impl<T: Exportable> std::fmt::Debug for BatchProcessor<T> {
    fn fmt(&self, f: &mut std::fmt::Formatter<'_>) -> std::fmt::Result {
        f.debug_struct("BatchProcessor")
            .field("name", &self.handle.core.name)
            .field("pending", &self.pending())
            .finish()
    }
}

impl<T: Exportable> BatchProcessor<T> {
    /// Creates a processor and spawns its worker.
    ///
    /// # Panics
    ///
    /// Panics if called outside a Tokio runtime.
    pub fn new(
        name: &'static str,
        config: &BatchConfig,
        exporter: SharedExporter,
        resource: ResourceDescriptor,
    ) -> Self {
        let max_queue_size = config.max_queue_size.max(1);
        let max_export_batch_size = config.max_export_batch_size.clamp(1, max_queue_size);
        let scheduled_delay = config.scheduled_delay.max(MIN_SCHEDULED_DELAY);

        let core = Arc::new(Core {
            name,
            queue: Mutex::new(BoundedQueue::new(max_queue_size)),
            notify: Notify::new(),
            stats: ProcessorStats::default(),
            overflowing: AtomicBool::new(false),
            max_export_batch_size,
        });
        let cancel = CancellationToken::new();
        let (flush_tx, flush_rx) = mpsc::channel(FLUSH_CHANNEL_CAPACITY);

        let worker = Worker {
            core: Arc::clone(&core),
            exporter,
            resource,
            cancel: cancel.clone(),
            flush_rx,
            scheduled_delay,
        };
        let join = tokio::spawn(worker.run());

        Self {
            handle: Arc::new(Handle {
                core,
                cancel,
                flush_tx,
                worker: Mutex::new(Some(join)),
            }),
        }
    }

    /// Queues a record for export without waiting.
    ///
    /// Returns `false` if the record was dropped because the queue is full
    /// or the processor has been shut down.
    pub fn enqueue(&self, record: T) -> bool {
        let core = &self.handle.core;

        if self.handle.cancel.is_cancelled() {
            core.stats.records_dropped.fetch_add(1, Ordering::Relaxed);
            return false;
        }

        let pushed = {
            let mut queue = core.queue.lock();
            match queue.push(record) {
                Ok(()) => Ok(queue.len()),
                Err(_dropped) => Err(queue.is_closed()),
            }
        };

        match pushed {
            Ok(len) => {
                if len >= core.max_export_batch_size {
                    core.notify.notify_one();
                }
                true
            }
            Err(true) => {
                core.stats.records_dropped.fetch_add(1, Ordering::Relaxed);
                false
            }
            Err(false) => {
                core.stats.records_dropped.fetch_add(1, Ordering::Relaxed);
                if !core.overflowing.swap(true, Ordering::Relaxed) {
                    tracing::warn!(
                        target: "otel_pipeline",
                        processor = core.name,
                        "Queue full, dropping new records until it drains"
                    );
                }
                false
            }
        }
    }

    /// Returns the number of records waiting for export.
    pub fn pending(&self) -> usize {
        self.handle.core.queue.lock().len()
    }

    /// Returns the processor's counters.
    pub fn stats(&self) -> ProcessorStatsSnapshot {
        self.handle.core.stats.snapshot()
    }

    /// Returns the processor name used in diagnostics.
    pub fn name(&self) -> &'static str {
        self.handle.core.name
    }

    /// Exports everything queued and waits for the exports to complete.
    ///
    /// Returns immediately if the worker has already stopped.
    pub async fn force_flush(&self) {
        let (ack_tx, ack_rx) = oneshot::channel();
        if self.handle.flush_tx.send(ack_tx).await.is_err() {
            return;
        }
        let _ = ack_rx.await;
    }

    /// Signals the worker to stop after a final drain, without waiting.
    pub fn stop(&self) {
        self.handle.cancel.cancel();
    }

    /// Stops the worker after a final drain, waiting at most `timeout`.
    ///
    /// Records enqueued after this call are dropped. Calling it again is a
    /// no-op.
    ///
    /// # Errors
    ///
    /// Returns [`PipelineError::ShutdownTimeout`] if the final drain did not
    /// finish in time, or [`PipelineError::Task`] if the worker panicked.
    pub async fn shutdown(&self, timeout: Duration) -> Result<(), PipelineError> {
        self.handle.cancel.cancel();

        let Some(join) = self.handle.worker.lock().take() else {
            return Ok(());
        };

        match tokio::time::timeout(timeout, join).await {
            Ok(result) => result.map_err(PipelineError::from),
            Err(_) => {
                tracing::warn!(
                    target: "otel_pipeline",
                    processor = self.handle.core.name,
                    ?timeout,
                    "Final flush did not complete in time"
                );
                Err(PipelineError::ShutdownTimeout(timeout))
            }
        }
    }
}

struct Worker<T> {
    core: Arc<Core<T>>,
    exporter: SharedExporter,
    resource: ResourceDescriptor,
    cancel: CancellationToken,
    flush_rx: mpsc::Receiver<oneshot::Sender<()>>,
    scheduled_delay: Duration,
}

impl<T: Exportable> Worker<T> {
    async fn run(mut self) {
        let mut ticker =
            tokio::time::interval_at(Instant::now() + self.scheduled_delay, self.scheduled_delay);
        ticker.set_missed_tick_behavior(MissedTickBehavior::Delay);

        loop {
            tokio::select! {
                biased;

                _ = self.cancel.cancelled() => {
                    // Producers that passed the cancellation check may still
                    // push; drain until the queue can be closed empty.
                    loop {
                        self.export_all().await;
                        if self.core.queue.lock().close_if_empty() {
                            break;
                        }
                    }
                    tracing::debug!(
                        target: "otel_pipeline",
                        processor = self.core.name,
                        "Processor stopped"
                    );
                    break;
                }
                Some(ack) = self.flush_rx.recv() => {
                    self.export_all().await;
                    let _ = ack.send(());
                }
                _ = self.core.notify.notified() => {
                    self.export_full_batches().await;
                }
                _ = ticker.tick() => {
                    self.export_all().await;
                }
            }
        }
    }

    async fn export_full_batches(&self) {
        loop {
            let batch = {
                let mut queue = self.core.queue.lock();
                if queue.len() < self.core.max_export_batch_size {
                    break;
                }
                queue.drain_batch(self.core.max_export_batch_size)
            };
            self.export(batch).await;
        }
    }

    async fn export_all(&self) {
        loop {
            let batch = {
                let mut queue = self.core.queue.lock();
                if queue.is_empty() {
                    self.core.overflowing.store(false, Ordering::Relaxed);
                    break;
                }
                queue.drain_batch(self.core.max_export_batch_size)
            };
            self.export(batch).await;
        }
    }

    async fn export(&self, records: Vec<T>) {
        let count = records.len() as u64;
        let signal = T::into_signal(records, &self.resource);

        match self.exporter.export_boxed(signal).await {
            ExportResult::Success => {
                let stats = &self.core.stats;
                stats.records_exported.fetch_add(count, Ordering::Relaxed);
                stats.batches_exported.fetch_add(1, Ordering::Relaxed);
            }
            ExportResult::Failed => {
                self.core.stats.export_failures.fetch_add(1, Ordering::Relaxed);
                tracing::warn!(
                    target: "otel_pipeline",
                    processor = self.core.name,
                    exporter = self.exporter.name(),
                    records = count,
                    "Export failed, batch discarded"
                );
            }
            ExportResult::Skipped => {}
        }
    }
}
____
Reproduce the lines of the entries above from the one with "exports to complete." to the one with "pub fn stop(&self)", both included, exactly and without any other line.

### OUTPUT BELOW
    /// Exports everything queued and waits for the exports to complete.
    ///
    /// Returns immediately if the worker has already stopped.
    pub async fn force_flush(&self) {
        let (ack_tx, ack_rx) = oneshot::channel();
        if self.handle.flush_tx.send(ack_tx).await.is_err() {
            return;
        }
        let _ = ack_rx.await;
    }

    /// Signals the worker to stop after a final drain, without waiting.
    pub fn stop(&self) {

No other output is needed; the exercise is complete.